ReplyDeleteWhen two strong-willed people live together, it makes for an interesting and sometimes tumultuous relationship. It takes work, practice and the acquisition of 'relationship wisdom' to find the right balance.
I speak from personal experience. I am married to an extremely intelligent (genius level IQ, actually), opinionated man. Nothing in my husband's life is grey. It is all black or white. He is the most principled man I've ever met and he is also the most honest and the most blunt. He is completely incapable of any kind of artifice or, some might even say, 'diplomacy'. What you see is what you get.
I am a strong woman. Had I been more submissive, I might have been swallowed up by my larger-that-life husband. But I have not allowed any part of myself to have been shadowed by him. Instead, we are equals in this marriage.
This equality has carried a big price tag. Our marriage, now coming on 25 years long, has been characterized by some pretty major power struggles. Over the years, we have learned much from this. We now live in relative peace.

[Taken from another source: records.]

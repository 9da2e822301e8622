//! STARK Curve Points
//!
//! 짧은 바이어슈트라스 곡선 y^2 = x^3 + alpha·x + beta (mod p) 위의 점 연산입니다.
//!
//! - [`CurvePoint`]: 공개 API용 아핀 좌표 (무한원점 포함)
//! - `ProjectivePoint`: 내부 연산용 야코비안 좌표 (역원 계산 없이 덧셈/배가)
//!
//! # 참조
//!
//! - [STARK curve](https://docs.starkware.co/starkex/crypto/stark-curve.html)
//! - [Jacobian coordinates](https://hyperelliptic.org/EFD/g1p/auto-shortw-jacobian.html)

use super::constants::{ALPHA, BETA, GENERATOR};
use super::field::FieldElement;
use super::scalar::Scalar;
use crate::errors::{StarkError, StarkResult};
use num_bigint::BigUint;

/// 곡선 위의 점 (아핀 좌표)
///
/// `new` 로 생성된 점은 항상 곡선 방정식을 만족합니다.
#[derive(Debug, Clone, PartialEq, Eq, Hash)]
pub struct CurvePoint {
    /// `None` 은 무한원점 (항등원)
    coords: Option<(FieldElement, FieldElement)>,
}

impl CurvePoint {
    /// 무한원점
    pub fn identity() -> Self {
        Self { coords: None }
    }

    /// 좌표로부터 점 생성
    ///
    /// # Returns
    ///
    /// 곡선 방정식을 만족하지 않으면 `PointNotOnCurve`
    pub fn new(x: FieldElement, y: FieldElement) -> StarkResult<Self> {
        if !is_on_curve(&x, &y) {
            return Err(StarkError::PointNotOnCurve {
                message: format!("({x}, {y})"),
            });
        }
        Ok(Self::new_unchecked(x, y))
    }

    pub(crate) fn new_unchecked(x: FieldElement, y: FieldElement) -> Self {
        Self {
            coords: Some((x, y)),
        }
    }

    /// x 좌표로부터 점 복원 (y 는 두 근 중 하나)
    ///
    /// # Returns
    ///
    /// x^3 + alpha·x + beta 가 이차잉여가 아니면 `PointNotOnCurve`
    pub fn from_x(x: &FieldElement) -> StarkResult<Self> {
        let y = curve_rhs(x).sqrt().ok_or_else(|| StarkError::PointNotOnCurve {
            message: format!("no point with x = {x}"),
        })?;
        Ok(Self::new_unchecked(x.clone(), y))
    }

    /// 생성원 G
    pub fn generator() -> Self {
        GENERATOR.clone()
    }

    pub fn is_identity(&self) -> bool {
        self.coords.is_none()
    }

    pub fn x(&self) -> Option<&FieldElement> {
        self.coords.as_ref().map(|(x, _)| x)
    }

    pub fn y(&self) -> Option<&FieldElement> {
        self.coords.as_ref().map(|(_, y)| y)
    }

    pub fn coordinates(&self) -> Option<(&FieldElement, &FieldElement)> {
        self.coords.as_ref().map(|(x, y)| (x, y))
    }

    /// 곡선 방정식 검사 (무한원점은 곡선 위로 간주)
    pub fn is_on_curve(&self) -> bool {
        match &self.coords {
            None => true,
            Some((x, y)) => is_on_curve(x, y),
        }
    }

    /// -P = (x, -y)
    pub fn negate(&self) -> Self {
        match &self.coords {
            None => Self::identity(),
            Some((x, y)) => Self::new_unchecked(x.clone(), -y),
        }
    }

    /// P + Q
    pub fn add(&self, other: &Self) -> Self {
        ProjectivePoint::from_affine(self)
            .add(&ProjectivePoint::from_affine(other))
            .to_affine()
    }

    /// P - Q
    pub fn sub(&self, other: &Self) -> Self {
        self.add(&other.negate())
    }

    /// 2P
    pub fn double(&self) -> Self {
        ProjectivePoint::from_affine(self).double().to_affine()
    }

    /// k·P
    pub fn multiply(&self, scalar: &Scalar) -> Self {
        self.mul_biguint(scalar.as_biguint())
    }

    pub(crate) fn mul_biguint(&self, k: &BigUint) -> Self {
        ProjectivePoint::from_affine(self).mul(k).to_affine()
    }
}

/// x^3 + alpha·x + beta
fn curve_rhs(x: &FieldElement) -> FieldElement {
    &x.square() * x + &*ALPHA * x + &*BETA
}

/// (x, y) 가 곡선 방정식을 만족하는지 검사
pub fn is_on_curve(x: &FieldElement, y: &FieldElement) -> bool {
    y.square() == curve_rhs(x)
}

/// 야코비안 좌표 (X, Y, Z) ~ (X/Z^2, Y/Z^3)
#[derive(Debug, Clone)]
pub(crate) struct ProjectivePoint {
    x: FieldElement,
    y: FieldElement,
    z: FieldElement,
}

impl ProjectivePoint {
    pub(crate) fn identity() -> Self {
        Self {
            x: FieldElement::one(),
            y: FieldElement::one(),
            z: FieldElement::zero(),
        }
    }

    pub(crate) fn from_affine(point: &CurvePoint) -> Self {
        match &point.coords {
            None => Self::identity(),
            Some((x, y)) => Self {
                x: x.clone(),
                y: y.clone(),
                z: FieldElement::one(),
            },
        }
    }

    pub(crate) fn is_identity(&self) -> bool {
        self.z.is_zero()
    }

    pub(crate) fn double(&self) -> Self {
        if self.is_identity() || self.y.is_zero() {
            return Self::identity();
        }

        let yy = self.y.square();
        // S = 4·X·Y^2
        let s = (&self.x * &yy).double().double();
        // M = 3·X^2 + a·Z^4
        let m = self.x.square() * FieldElement::from(3u64) + &*ALPHA * self.z.square().square();

        let x3 = m.square() - s.double();
        // Y3 = M·(S - X3) - 8·Y^4
        let y3 = &m * (&s - &x3) - yy.square().double().double().double();
        let z3 = (&self.y * &self.z).double();

        Self {
            x: x3,
            y: y3,
            z: z3,
        }
    }

    pub(crate) fn add(&self, other: &Self) -> Self {
        if self.is_identity() {
            return other.clone();
        }
        if other.is_identity() {
            return self.clone();
        }

        let z1z1 = self.z.square();
        let z2z2 = other.z.square();
        let u1 = &self.x * &z2z2;
        let u2 = &other.x * &z1z1;
        let s1 = &self.y * &other.z * &z2z2;
        let s2 = &other.y * &self.z * &z1z1;

        if u1 == u2 {
            // 같은 x: P + P 또는 P + (-P)
            return if s1 == s2 {
                self.double()
            } else {
                Self::identity()
            };
        }

        let h = &u2 - &u1;
        let r = &s2 - &s1;
        let hh = h.square();
        let hhh = &h * &hh;
        let u1hh = &u1 * &hh;

        let x3 = r.square() - &hhh - u1hh.double();
        let y3 = &r * (&u1hh - &x3) - &s1 * &hhh;
        let z3 = &h * &self.z * &other.z;

        Self {
            x: x3,
            y: y3,
            z: z3,
        }
    }

    pub(crate) fn add_affine(&self, other: &CurvePoint) -> Self {
        self.add(&Self::from_affine(other))
    }

    /// 최상위 비트부터 double-and-add
    pub(crate) fn mul(&self, k: &BigUint) -> Self {
        let mut acc = Self::identity();
        for i in (0..k.bits()).rev() {
            acc = acc.double();
            if k.bit(i) {
                acc = acc.add(self);
            }
        }
        acc
    }

    pub(crate) fn to_affine(&self) -> CurvePoint {
        // 무한원점일 때만 Z 의 역원이 없음
        match self.z.inverse() {
            Ok(z_inv) => self.normalize_with(&z_inv),
            Err(_) => CurvePoint::identity(),
        }
    }

    fn normalize_with(&self, z_inv: &FieldElement) -> CurvePoint {
        let z_inv2 = z_inv.square();
        let x = &self.x * &z_inv2;
        let y = &self.y * &z_inv2 * z_inv;
        CurvePoint::new_unchecked(x, y)
    }

    /// 여러 점을 한 번의 역원 계산으로 아핀 좌표로 변환 (Montgomery 동시 역원)
    pub(crate) fn batch_to_affine(points: &[Self]) -> Vec<CurvePoint> {
        let mut prefix = Vec::with_capacity(points.len());
        let mut acc = FieldElement::one();
        for point in points {
            if !point.is_identity() {
                acc = &acc * &point.z;
            }
            prefix.push(acc.clone());
        }

        let Ok(mut inv) = acc.inverse() else {
            return points.iter().map(Self::to_affine).collect();
        };

        let mut result = vec![CurvePoint::identity(); points.len()];
        for i in (0..points.len()).rev() {
            let point = &points[i];
            if point.is_identity() {
                continue;
            }

            let z_inv = if i == 0 {
                inv.clone()
            } else {
                &inv * &prefix[i - 1]
            };
            inv = &inv * &point.z;
            result[i] = point.normalize_with(&z_inv);
        }
        result
    }
}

What has ultimately made our marriage successful (so far: I am never one to take anything for granted. Life comes with no guarantees -- we must work for what we have or let it slowly slip away), is that we have learned to complement each others' strengths and weaknesses. I am far more innately diplomatic than he, almost bordering on hypocrisy at times, so careful am I with others' feelings. But living with him has taught me the value of speaking my mind, even when the answer may risk ruffling feathers. He, on the other hand, has learned that what he can sometimes say can hurt, even though he never meant it to. I have learned to stand up for myself in the bigger arena but not to 'sweat the small stuff'. I'm sure he has done the same.
My husband and I have very different characters and ways of going about things but we share essentially the same values. We have both also made some compromises in our marriage. Our marriage is far from perfect; it is certainly a far cry from those that Hollywood churns out as the presumable ideal. I could not, for example, say that my husband was my 'soul-mate'. Nor could I say that, after 25 years, we are as romantic as newly-weds.

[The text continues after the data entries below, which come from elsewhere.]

//! The size-bucketed, lazily-hashed duplicate index.
//!
//! # Overview
//!
//! Files are bucketed by exact byte size first, because files of different
//! sizes cannot be duplicates and size comes free with directory metadata.
//! Within a bucket the content digest is computed *lazily*: the first file
//! of a size is parked unhashed, and only when a second file of that size
//! arrives are both hashed. Files whose size is unique in the whole tree -
//! the dominant case on most filesystems - are therefore never read at all.
//!
//! [`BuildStats::hashes_computed`] counts every digest actually computed,
//! which makes the laziness observable: a bucket that never exceeds one
//! member contributes zero.
//!
//! # Example
//!
//! ```no_run
//! use linkdupes::duplicates::DuplicateIndex;
//! use linkdupes::scanner::{Hasher, Walker};
//! use std::path::Path;
//!
//! let hasher = Hasher::new();
//! let mut index = DuplicateIndex::new();
//! for entry in Walker::new(Path::new(".")).walk() {
//!     let file = entry.unwrap();
//!     index.add_file(file.path, file.size, &hasher).unwrap();
//! }
//! for group in index.finalize() {
//!     println!("{} x{}", group.digest_hex(), group.len());
//! }
//! ```

use std::collections::btree_map::Entry;
use std::collections::BTreeMap;
use std::path::PathBuf;

use crate::scanner::{Digest, HashError, Hasher};

use super::DuplicateGroup;

/// One size's worth of candidate files.
///
/// The "at most one unhashed entry, and only while the bucket holds
/// exactly one file" invariant is carried by the type: a bucket is either
/// a single parked path or a digest map, never both.
#[derive(Debug)]
enum SizeBucket {
    /// A single file of this size, digest not yet computed.
    Pending(PathBuf),
    /// Two or more files of this size have been seen; every member is
    /// filed under its digest.
    Hashed(BTreeMap<Digest, Vec<PathBuf>>),
}

/// Counters describing one build phase.
#[derive(Debug, Clone, Copy, Default, PartialEq, Eq)]
pub struct BuildStats {
    /// Regular files yielded by the walkers.
    pub files_seen: usize,
    /// Zero-byte files discarded before bucketing.
    pub empty_skipped: usize,
    /// Content digests actually computed (the lazy-hash observable).
    pub hashes_computed: usize,
    /// Parked first-of-size files dropped because they could not be hashed.
    pub pending_dropped: usize,
    /// Recoverable traversal errors warned about.
    pub scan_errors: usize,
    /// Recoverable hashing errors warned about.
    pub hash_errors: usize,
}

impl BuildStats {
    /// True when the build hit any recoverable error.
    #[must_use]
    pub fn had_warnings(&self) -> bool {
        self.scan_errors > 0 || self.hash_errors > 0 || self.pending_dropped > 0
    }
}

/// The in-memory grouping structure.
///
/// Built once during the traversal phase, owned by the run, then consumed
/// by [`finalize`](Self::finalize) - mutation never overlaps construction.
/// `BTreeMap` keying keeps both bucket and digest iteration ordered, so
/// finalized groups (and their bases) come out in a stable order.
#[derive(Debug, Default)]
pub struct DuplicateIndex {
    buckets: BTreeMap<u64, SizeBucket>,
    hashes_computed: usize,
    empty_skipped: usize,
    pending_dropped: usize,
}

impl DuplicateIndex {
    /// Create an empty index.
    #[must_use]
    pub fn new() -> Self {
        Self::default()
    }

    /// File one discovered entry into the index.
    ///
    /// Zero-byte files are discarded. The first file of a new size is
    /// parked without hashing; the arrival of a second file of that size
    /// triggers the deferred hash of the first, then the second is hashed
    /// and filed. Later files of an already-hashed size are hashed
    /// immediately.
    ///
    /// A recoverable [`HashError`] means the *incoming* file could not be
    /// read; the index is left consistent and the caller may continue. If
    /// the deferred hash of a parked file fails, that file is dropped from
    /// the index with a warning and the incoming file is still processed.
    pub fn add_file(
        &mut self,
        path: PathBuf,
        size: u64,
        hasher: &Hasher,
    ) -> Result<(), HashError> {
        if size == 0 {
            log::debug!("Skipping empty file: {}", path.display());
            self.empty_skipped += 1;
            return Ok(());
        }

        match self.buckets.entry(size) {
            Entry::Vacant(slot) => {
                // Unique size so far: park it, don't read it
                slot.insert(SizeBucket::Pending(path));
                Ok(())
            }
            Entry::Occupied(mut slot) => {
                let bucket = slot.get_mut();

                // Second file of this size: settle the parked one first
                if matches!(bucket, SizeBucket::Pending(_)) {
                    let SizeBucket::Pending(pending) =
                        std::mem::replace(bucket, SizeBucket::Hashed(BTreeMap::new()))
                    else {
                        unreachable!()
                    };
                    match hasher.hash_file(&pending) {
                        Ok(digest) => {
                            self.hashes_computed += 1;
                            let SizeBucket::Hashed(by_digest) = bucket else {
                                unreachable!()
                            };
                            by_digest.insert(digest, vec![pending]);
                        }
                        Err(e) => {
                            log::warn!("{e}; dropping {} from the index", pending.display());
                            self.pending_dropped += 1;
                        }
                    }
                }

                let digest = hasher.hash_file(&path)?;
                self.hashes_computed += 1;

                let SizeBucket::Hashed(by_digest) = bucket else {
                    unreachable!()
                };
                by_digest.entry(digest).or_default().push(path);
                Ok(())
            }
        }
    }

    /// Content digests computed so far.
    #[must_use]
    pub fn hashes_computed(&self) -> usize {
        self.hashes_computed
    }

    /// Zero-byte files discarded so far.
    #[must_use]
    pub fn empty_skipped(&self) -> usize {
        self.empty_skipped
    }

    /// Parked files dropped because their deferred hash failed.
    #[must_use]
    pub fn pending_dropped(&self) -> usize {
        self.pending_dropped
    }

    /// Number of distinct sizes seen.
    #[must_use]
    pub fn bucket_count(&self) -> usize {
        self.buckets.len()
    }

    /// Consume the index and yield the finalized duplicate groups.
    ///
    /// Only groups with two or more members survive; parked singletons
    /// and single-member digest entries are inert and dropped. Groups are
    /// ordered by (size, digest), and member order within a group is
    /// discovery order - element 0 is the base.
    #[must_use]
    pub fn finalize(self) -> Vec<DuplicateGroup> {
        let mut groups = Vec::new();
        for (size, bucket) in self.buckets {
            if let SizeBucket::Hashed(by_digest) = bucket {
                for (digest, paths) in by_digest {
                    if paths.len() >= 2 {
                        groups.push(DuplicateGroup::new(digest, size, paths));
                    }
                }
            }
        }
        groups
    }
}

What I can completely unashamedly say is that we have built a life together with love, common goals and a growing understanding of each other. While there are flaws that each of us doesn't like in the other, we are wise enough to know that this happens in every marriage and to sugar-coat it otherwise is simply self-delusion. We do have, however, a lot of qualities that the other respects and admires.
Most importantly, after 25 years, we can still talk, really meaningfully talk, to each other. We can have stimulating discussions, in the company of others or with just the two of us.
And we don't always agree, either.
I think the Obamas respect each other enough to know that they will not always agree; that they are separate individuals, yet bound together; that their differences are what ultimately make them a 'power couple', not only in others' eyes but for each other.
What makes a marriage stronger as the years go on is the accumulation of shared life experience, including conflict, as long as that experience results in the ultimate strengthening of the relationship and not in the breaking down of it.